2.根据权利要求1所述的方法,其特征在于:步骤(a)中,从所述待测中药样品中提取基因组DNA是按照包括如下步骤的方法进行的:采用60-70%乙醇对所述待测中药样品中的组织碎片和DNA进行沉淀,然后采用CTAB法提取基因组DNA。
3.根据权利要求2所述的方法,其特征在于:从所述待测中药样品中提取基因组DNA是按照包括如下步骤的方法进行的:
(a1)将所述待测中药样品置于60-70%乙醇中旋涡振荡10-20min,65℃孵育20-60min,离心得沉淀,记为沉淀1;
(a2)将所述沉淀1置于CTAB提取液中,65℃孵育20-60min;然后加入由氯仿和异戊醇按照体积比24:1的比例混合而成的混合液,振荡,离心得上清,记为上清1;
(a3)向所述上清1中加入由氯仿和异戊醇按照体积比24:1的比例混合而成的混合液,振荡,离心得上清,记为上清2;
(a4)向所述上清2中加入异丙醇,-15至-25℃放置1-3h;然后离心得沉淀,记为沉淀2;
(a5)将所述沉淀2用乙醇漂洗后,得所述基因组DNA。
4.根据权利要求1所述的方法,其特征在于:步骤(a)中,采用所述引物对进行PCR扩增时的退火温度为56℃。
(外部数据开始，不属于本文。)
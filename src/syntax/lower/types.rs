//! Types, names and parameter lists.

use super::{children, named, named_after, named_of_kind, Lowerer};
use crate::syntax::ast::*;
use tree_sitter::Node;

impl<'a> Lowerer<'a> {
    /// Placeholder for a type the tree does not have.
    pub(super) fn missing_type(&self, at: Node) -> TypeRef {
        TypeRef {
            kind: TypeRefKind::Named {
                global: false,
                segments: Vec::new(),
            },
            span: crate::common::Span::empty(self.span(at).start),
        }
    }

    pub(super) fn field_type(&self, node: Node, field: &str) -> TypeRef {
        match node.child_by_field_name(field) {
            Some(ty) => self.type_ref(ty),
            None => self.missing_type(node),
        }
    }

    pub(super) fn type_ref(&self, node: Node) -> TypeRef {
        let span = self.span(node);
        let kind = match node.kind() {
            "predefined_type" => TypeRefKind::Predefined(self.text(node).to_string()),
            "nullable_type" => TypeRefKind::Nullable(Box::new(self.field_type(node, "type"))),
            "array_type" => {
                let rank = node
                    .child_by_field_name("rank")
                    .map_or(1, |r| 1 + children(r).iter().filter(|c| c.kind() == ",").count());
                TypeRefKind::Array {
                    element: Box::new(self.field_type(node, "type")),
                    rank,
                }
            }
            "tuple_type" => TypeRefKind::Tuple(
                named_of_kind(node, "tuple_element")
                    .into_iter()
                    .map(|e| TupleElement {
                        ty: self.field_type(e, "type"),
                        name: e.child_by_field_name("name").map(|n| self.ident(n)),
                    })
                    .collect(),
            ),
            // pointer, ref and scoped types are treated as their element type
            "pointer_type" | "ref_type" | "scoped_type" => {
                return self.field_type(node, "type");
            }
            "alias_qualified_name" => {
                let global = node
                    .child_by_field_name("alias")
                    .is_some_and(|a| self.text(a) == "global");
                TypeRefKind::Named {
                    global,
                    segments: self.name_segments(node),
                }
            }
            "identifier" | "generic_name" | "qualified_name" | "implicit_type" => {
                TypeRefKind::Named {
                    global: self.is_global(node),
                    segments: self.name_segments(node),
                }
            }
            _ => return self.missing_type(node),
        };
        TypeRef { kind, span }
    }

    fn is_global(&self, node: Node) -> bool {
        let mut current = node;
        while current.kind() == "qualified_name" {
            match current.child_by_field_name("qualifier") {
                Some(q) => current = q,
                None => return false,
            }
        }
        current.kind() == "alias_qualified_name"
            && current
                .child_by_field_name("alias")
                .is_some_and(|a| self.text(a) == "global")
    }

    /// Dotted name segments, left to right. `global::` is dropped and any
    /// other `alias::` counts as a segment.
    pub(super) fn name_segments(&self, node: Node) -> Vec<NameSegment> {
        match node.kind() {
            "qualified_name" => {
                let mut segments = node
                    .child_by_field_name("qualifier")
                    .map(|q| self.name_segments(q))
                    .unwrap_or_default();
                if let Some(name) = node.child_by_field_name("name") {
                    segments.extend(self.name_segments(name));
                }
                segments
            }
            "alias_qualified_name" => {
                let mut segments = Vec::new();
                if let Some(alias) = node.child_by_field_name("alias") {
                    if self.text(alias) != "global" {
                        segments.extend(self.name_segments(alias));
                    }
                }
                if let Some(name) = node.child_by_field_name("name") {
                    segments.extend(self.name_segments(name));
                }
                segments
            }
            "generic_name" => {
                let Some(id) = named(node).into_iter().find(|c| c.kind() == "identifier") else {
                    return Vec::new();
                };
                vec![NameSegment {
                    name: self.ident(id),
                    type_args: self.type_args(node),
                    span: self.span(node),
                }]
            }
            "identifier" | "implicit_type" => vec![NameSegment {
                name: self.ident(node),
                type_args: Vec::new(),
                span: self.span(node),
            }],
            _ => Vec::new(),
        }
    }

    /// `<T1, T2>` of a generic name; `<,>` yields an empty list.
    pub(super) fn type_args(&self, generic: Node) -> Vec<TypeRef> {
        named(generic)
            .into_iter()
            .find(|c| c.kind() == "type_argument_list")
            .map(|list| named(list).into_iter().map(|t| self.type_ref(t)).collect())
            .unwrap_or_default()
    }

    /// Name and type arguments of an `identifier` or `generic_name`.
    pub(super) fn simple_name(&self, node: Node) -> (Ident, Vec<TypeRef>) {
        match self.name_segments(node).pop() {
            Some(segment) if node.kind() == "generic_name" => (segment.name, segment.type_args),
            _ => (self.ident(node), Vec::new()),
        }
    }

    /// `( params )` or `[ params ]`. A `params T[] name` array is spread
    /// over the list's own children rather than wrapped in a node.
    pub(super) fn parameter_list(&self, list: Node) -> ParameterList {
        let mut params = Vec::new();
        let mut params_array: Option<(usize, Option<TypeRef>)> = None;
        for child in children(list) {
            match child.kind() {
                "parameter" => params.push(self.parameter(child)),
                "params" if !child.is_named() => {
                    params_array = Some((self.span(child).start, None));
                }
                "identifier" => {
                    if let Some((start, ty)) = params_array.take() {
                        let ty = ty.unwrap_or_else(|| self.missing_type(child));
                        params.push(Parameter {
                            attributes: Vec::new(),
                            ref_kind: RefKind::None,
                            is_params: true,
                            is_this: false,
                            ty,
                            name: self.ident(child),
                            default: None,
                            span: crate::common::Span::new(start, self.span(child).end),
                        });
                    }
                }
                "array_type" | "nullable_type" => {
                    if let Some((_, ty)) = params_array.as_mut() {
                        *ty = Some(self.type_ref(child));
                    }
                }
                _ => {}
            }
        }
        ParameterList {
            params,
            span: self.span(list),
        }
    }

    fn parameter(&self, node: Node) -> Parameter {
        let mut ref_kind = RefKind::None;
        let mut is_this = false;
        for modifier in named_of_kind(node, "modifier") {
            match self.text(modifier) {
                "ref" => ref_kind = RefKind::Ref,
                "readonly" if ref_kind == RefKind::Ref => ref_kind = RefKind::RefReadonly,
                "out" => ref_kind = RefKind::Out,
                "in" => ref_kind = RefKind::In,
                "this" => is_this = true,
                _ => {}
            }
        }
        Parameter {
            attributes: self.attribute_lists(node),
            ref_kind,
            is_params: false,
            is_this,
            ty: self.field_type(node, "type"),
            name: self.field_ident(node, "name"),
            default: named_after(node, "=").map(|d| self.expr(d)),
            span: self.span(node),
        }
    }
}
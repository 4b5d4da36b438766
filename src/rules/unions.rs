//! Union rules: declaration form, case hierarchy and member types.

use super::descriptors as d;
use super::{display_type, RuleContext};
use crate::diagnostics::{Diagnostic, Severity};
use crate::patterns::{PatternKind, UnionKind};
use crate::semantic::{ResolvedType, TypeId};
use crate::shape::DerivedTypeTree;
use crate::syntax::ast::TypeDeclKind;

fn is_regular_union(ctx: &RuleContext<'_>) -> bool {
    matches!(ctx.kind(), Some(PatternKind::Union(info)) if info.is_discriminated_by_type())
}

pub fn regular_union_must_be_class_or_record(ctx: &RuleContext<'_>) -> Vec<Diagnostic> {
    if !is_regular_union(ctx) || ctx.decl.kind.is_class_like() {
        return Vec::new();
    }
    vec![ctx.report(
        d::REGULAR_UNION_MUST_BE_CLASS_OR_RECORD,
        ctx.decl.name.span,
        vec![ctx.name().to_string()],
    )]
}

/// Every case below the root must be sealed or only constructible from
/// inside the union.
pub fn union_case_must_be_sealed_or_private(ctx: &RuleContext<'_>) -> Vec<Diagnostic> {
    if !is_regular_union(ctx) {
        return Vec::new();
    }
    let tree = DerivedTypeTree::build(ctx.compilation, ctx.id);
    let symbols = ctx.compilation.symbols();
    tree.descendants()
        .filter(|(_, node)| !node.is_sealed && node.non_private_constructors().next().is_some())
        .map(|(_, node)| {
            let decl = symbols.decl(node.id);
            ctx.report_in(
                symbols.source_of(node.id),
                d::UNION_CASE_MUST_BE_SEALED_OR_PRIVATE,
                Severity::Error,
                decl.name.span,
                vec![decl.name.text.clone(), ctx.name().to_string()],
            )
            .with_node_span(decl.span)
        })
        .collect()
}

pub fn inner_type_does_not_derive_from_union(ctx: &RuleContext<'_>) -> Vec<Diagnostic> {
    if !is_regular_union(ctx) {
        return Vec::new();
    }
    let roots = ctx.parts();
    let mut out = Vec::new();
    check_inner_types(ctx, ctx.id, &roots, &mut out);
    out
}

fn check_inner_types(ctx: &RuleContext<'_>, container: TypeId, roots: &[TypeId], out: &mut Vec<Diagnostic>) {
    let compilation = ctx.compilation;
    let symbols = compilation.symbols();
    for nested in symbols.nested_types(container) {
        let decl = symbols.decl(*nested);
        if matches!(
            decl.kind,
            TypeDeclKind::Enum | TypeDeclKind::Delegate | TypeDeclKind::Interface
        ) {
            continue;
        }
        if compilation.is_type_container(*nested) {
            check_inner_types(ctx, *nested, roots, out);
            continue;
        }
        if roots.iter().any(|root| compilation.derives_from(*nested, *root)) {
            continue;
        }
        out.push(ctx.report_in(
            symbols.source_of(*nested),
            d::INNER_TYPE_DOES_NOT_DERIVE_FROM_UNION,
            Severity::Error,
            decl.name.span,
            vec![decl.name.text.clone(), ctx.name().to_string()],
        ));
    }
}

/// Reference types compare without their nullable annotation.
fn member_identity<'a>(ty: &'a ResolvedType, ctx: &RuleContext<'_>) -> &'a ResolvedType {
    let inner = ty.strip_nullable();
    if inner.is_value_type(ctx.compilation.symbols()) == Some(true) {
        ty
    } else {
        inner
    }
}

pub fn ad_hoc_union_types_must_be_distinct(ctx: &RuleContext<'_>) -> Vec<Diagnostic> {
    let Some(PatternKind::Union(info)) = ctx.kind() else {
        return Vec::new();
    };
    let UnionKind::AdHoc { member_types } = &info.kind else {
        return Vec::new();
    };
    let mut seen: Vec<&ResolvedType> = Vec::new();
    let mut out = Vec::new();
    for (ty, span) in member_types {
        let identity = member_identity(ty, ctx);
        if identity.is_unknown() {
            continue;
        }
        if seen.contains(&identity) {
            out.push(ctx.report(
                d::AD_HOC_UNION_TYPES_MUST_BE_DISTINCT,
                *span,
                vec![ctx.name().to_string(), display_type(ctx, identity)],
            ));
        } else {
            seen.push(identity);
        }
    }
    out
}

#[cfg(test)]
mod tests {
    use super::super::testing::{args, run};
    use super::*;
    use indoc::indoc;

    const RESULT: &str = indoc! {"
        [Union]
        public abstract partial record Result
        {
            private Result() { }

            public sealed record Success(int Value) : Result;

            public record Failure : Result
            {
                public Failure(string error) { }
            }

            public abstract record Pending : Result
            {
                private Pending() { }
            }

            public record Stray;

            public struct Marker { }

            public enum Kind { A, B }

            public static class Helpers
            {
                public class Nested { }
            }
        }
    "};

    #[test]
    fn regular_unions_are_classes_or_records() {
        let found = run(
            "[Union] public partial struct Bad { }",
            d::REGULAR_UNION_MUST_BE_CLASS_OR_RECORD,
        );
        assert_eq!(args(&found), vec![vec!["Bad".to_string()]]);
        assert!(run(RESULT, d::REGULAR_UNION_MUST_BE_CLASS_OR_RECORD).is_empty());
    }

    #[test]
    fn open_cases_with_public_constructors() {
        let found = run(RESULT, d::UNION_CASE_MUST_BE_SEALED_OR_PRIVATE);
        assert_eq!(
            args(&found),
            vec![vec!["Failure".to_string(), "Result".to_string()]]
        );
    }

    #[test]
    fn inner_types_must_be_cases() {
        let found = run(RESULT, d::INNER_TYPE_DOES_NOT_DERIVE_FROM_UNION);
        let names: Vec<&str> = found.iter().map(|d| d.args[0].as_str()).collect();
        assert_eq!(names, vec!["Stray", "Marker", "Nested"]);
    }

    #[test]
    fn duplicate_ad_hoc_member_types() {
        let found = run(
            "[Union<string, int, string?, int?>] public sealed partial class TextOrNumber { }",
            d::AD_HOC_UNION_TYPES_MUST_BE_DISTINCT,
        );
        assert_eq!(
            args(&found),
            vec![vec!["TextOrNumber".to_string(), "string".to_string()]]
        );
    }
}
//! Common utilities shared across the patternlint codebase.
//!
//! Key components:
//! - **Source locations**: byte spans and their 1-based line/column mapping
//! - **Text utilities**: indentation and newline helpers for edit synthesis

pub mod source_location;
pub mod text;

pub use source_location::{LineIndex, SourceLocation, Span};
pub use text::{detect_newline, indent_unit, indentation_at, is_line_start};
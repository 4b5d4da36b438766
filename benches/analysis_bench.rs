//! Benchmarks for catalogue evaluation, sequential versus on the rayon pool,
//! and for a full fix run.

use criterion::{criterion_group, criterion_main, BenchmarkId, Criterion, Throughput};
use patternlint::config::PatternLintConfig;
use patternlint::engine::Engine;
use patternlint::semantic::Compilation;
use std::hint::black_box;

/// One smart enum, one value object and one consumer per file.
fn create_sources(num_files: usize) -> Vec<(String, String)> {
    (0..num_files)
        .map(|i| {
            let text = format!(
                r#"
[SmartEnum<string>]
public partial class Status{i}
{{
    public static readonly Status{i} Active = default;
    public static Status{i} Inactive = default;
}}

[ValueObject<int>]
public partial struct Amount{i}
{{
    public int Extra {{ get; set; }}
}}

public class Consumer{i}
{{
    public int Run(Status{i} status, int factor)
    {{
        Amount{i} amount = default;
        return status.Switch(active: () => factor, inactive: () => factor * 2);
    }}
}}
"#
            );
            (format!("File{i}.cs"), text)
        })
        .collect()
}

fn compile(sources: &[(String, String)]) -> Compilation {
    let borrowed: Vec<(&str, &str)> = sources.iter().map(|(p, t)| (p.as_str(), t.as_str())).collect();
    Compilation::from_sources("Bench", &borrowed)
}

fn engine(parallel: bool) -> Engine {
    let mut config = PatternLintConfig::default();
    config.analysis.parallel = parallel;
    Engine::new(config)
}

fn benchmark_analysis(c: &mut Criterion) {
    let mut group = c.benchmark_group("analysis");

    for &size in &[5, 25, 100] {
        let compilation = compile(&create_sources(size));
        group.throughput(Throughput::Elements(size as u64));
        for (label, parallel) in [("sequential", false), ("parallel", true)] {
            let engine = engine(parallel);
            group.bench_with_input(BenchmarkId::new(label, size), &compilation, |b, compilation| {
                b.iter(|| black_box(engine.analyze(compilation)));
            });
        }
    }

    group.finish();
}

fn benchmark_fix_all(c: &mut Criterion) {
    let mut group = c.benchmark_group("fix_all");
    group.sample_size(10);

    for &size in &[5, 25] {
        let compilation = compile(&create_sources(size));
        let engine = engine(true);
        group.bench_with_input(BenchmarkId::from_parameter(size), &compilation, |b, compilation| {
            b.iter(|| black_box(engine.fix_all(compilation)));
        });
    }

    group.finish();
}

criterion_group!(benches, benchmark_analysis, benchmark_fix_all);
criterion_main!(benches);
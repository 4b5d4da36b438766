use clap::{Args, Parser, Subcommand, ValueEnum};
use std::path::PathBuf;

#[derive(Parser, Debug)]
#[command(name = "patternlint")]
#[command(about = "Compile-time rules and fixes for smart enums, value objects and unions", long_about = None)]
#[command(version)]
pub struct Cli {
    #[command(subcommand)]
    pub command: Commands,
}

#[derive(Subcommand, Debug)]
pub enum Commands {
    /// Report pattern diagnostics
    Check {
        #[command(flatten)]
        analysis: AnalysisArgs,

        /// Output format (defaults to the configured one, then terminal)
        #[arg(short, long, value_enum)]
        format: Option<OutputFormat>,

        /// Output file (defaults to stdout)
        #[arg(short, long)]
        output: Option<PathBuf>,
    },

    /// Apply the available fixes
    Fix {
        #[command(flatten)]
        analysis: AnalysisArgs,

        /// Show the fixes without writing files
        #[arg(long)]
        dry_run: bool,

        /// Apply fixes without re-checking them
        #[arg(long)]
        no_verify: bool,

        /// Output format (defaults to the configured one, then terminal)
        #[arg(short, long, value_enum)]
        format: Option<OutputFormat>,

        /// Output file (defaults to stdout)
        #[arg(short, long)]
        output: Option<PathBuf>,
    },

    /// List the rule catalogue
    Rules,

    /// Initialize configuration file
    Init {
        /// Force overwrite existing config
        #[arg(short, long)]
        force: bool,
    },
}

/// Options shared by `check` and `fix`.
#[derive(Args, Debug, Clone)]
pub struct AnalysisArgs {
    /// Root directory (or single file) of the analysed assembly
    pub path: PathBuf,

    /// Configuration file (defaults to the nearest .patternlint.toml)
    #[arg(short, long)]
    pub config: Option<PathBuf>,

    /// Referenced assembly sources, as NAME=DIR or DIR
    #[arg(short, long = "reference")]
    pub references: Vec<String>,

    /// Assembly name (defaults to the root directory name)
    #[arg(long)]
    pub assembly_name: Option<String>,

    /// Evaluate declarations on a single thread
    #[arg(long)]
    pub no_parallel: bool,

    /// Number of worker threads (0 = one per core)
    #[arg(short, long)]
    pub jobs: Option<usize>,

    /// Debug logging
    #[arg(short, long)]
    pub verbose: bool,
}

#[derive(Debug, Clone, Copy, PartialEq, Eq, ValueEnum)]
pub enum OutputFormat {
    Json,
    Markdown,
    Terminal,
}

impl From<OutputFormat> for crate::io::OutputFormat {
    fn from(format: OutputFormat) -> Self {
        match format {
            OutputFormat::Json => Self::Json,
            OutputFormat::Markdown => Self::Markdown,
            OutputFormat::Terminal => Self::Terminal,
        }
    }
}

pub fn parse_args() -> Cli {
    Cli::parse()
}

#[cfg(test)]
mod tests {
    use super::*;
    use pretty_assertions::assert_eq;

    #[test]
    fn check_accepts_repeated_references() {
        let cli = Cli::parse_from([
            "patternlint",
            "check",
            "src/Domain",
            "--format",
            "json",
            "-r",
            "Lib=../lib",
            "--reference",
            "../shared",
            "--no-parallel",
        ]);
        match cli.command {
            Commands::Check { analysis, format, output } => {
                assert_eq!(analysis.path, PathBuf::from("src/Domain"));
                assert_eq!(analysis.references, vec!["Lib=../lib", "../shared"]);
                assert!(analysis.no_parallel);
                assert_eq!(format, Some(OutputFormat::Json));
                assert_eq!(output, None);
            }
            other => panic!("expected check, got {other:?}"),
        }
    }

    #[test]
    fn fix_flags() {
        let cli = Cli::parse_from(["patternlint", "fix", ".", "--dry-run", "-j", "2"]);
        match cli.command {
            Commands::Fix {
                analysis,
                dry_run,
                no_verify,
                ..
            } => {
                assert!(dry_run);
                assert!(!no_verify);
                assert_eq!(analysis.jobs, Some(2));
            }
            other => panic!("expected fix, got {other:?}"),
        }
    }

    #[test]
    fn init_force() {
        let cli = Cli::parse_from(["patternlint", "init", "--force"]);
        assert!(matches!(cli.command, Commands::Init { force: true }));
    }
}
5.根据权利要求1所述的方法,其特征在于:步骤(b)中,对所述PCR产物进行测序后,还包括如下步骤:对测序所得原始序列进行预处理,去除两端的低质量区域和引物区,获得132 bp的测序序列。
6.用于鉴定中药麝香的引物对,其特征在于:所述引物对为由SEQ ID No.1所示的上游引物和SEQ ID No.2所示的下游引物组成的引物对。
7.用于鉴定中药麝香的试剂盒,其特征在于:所述试剂盒中含有权利要求6所述引物对、dNTP和DNA聚合酶。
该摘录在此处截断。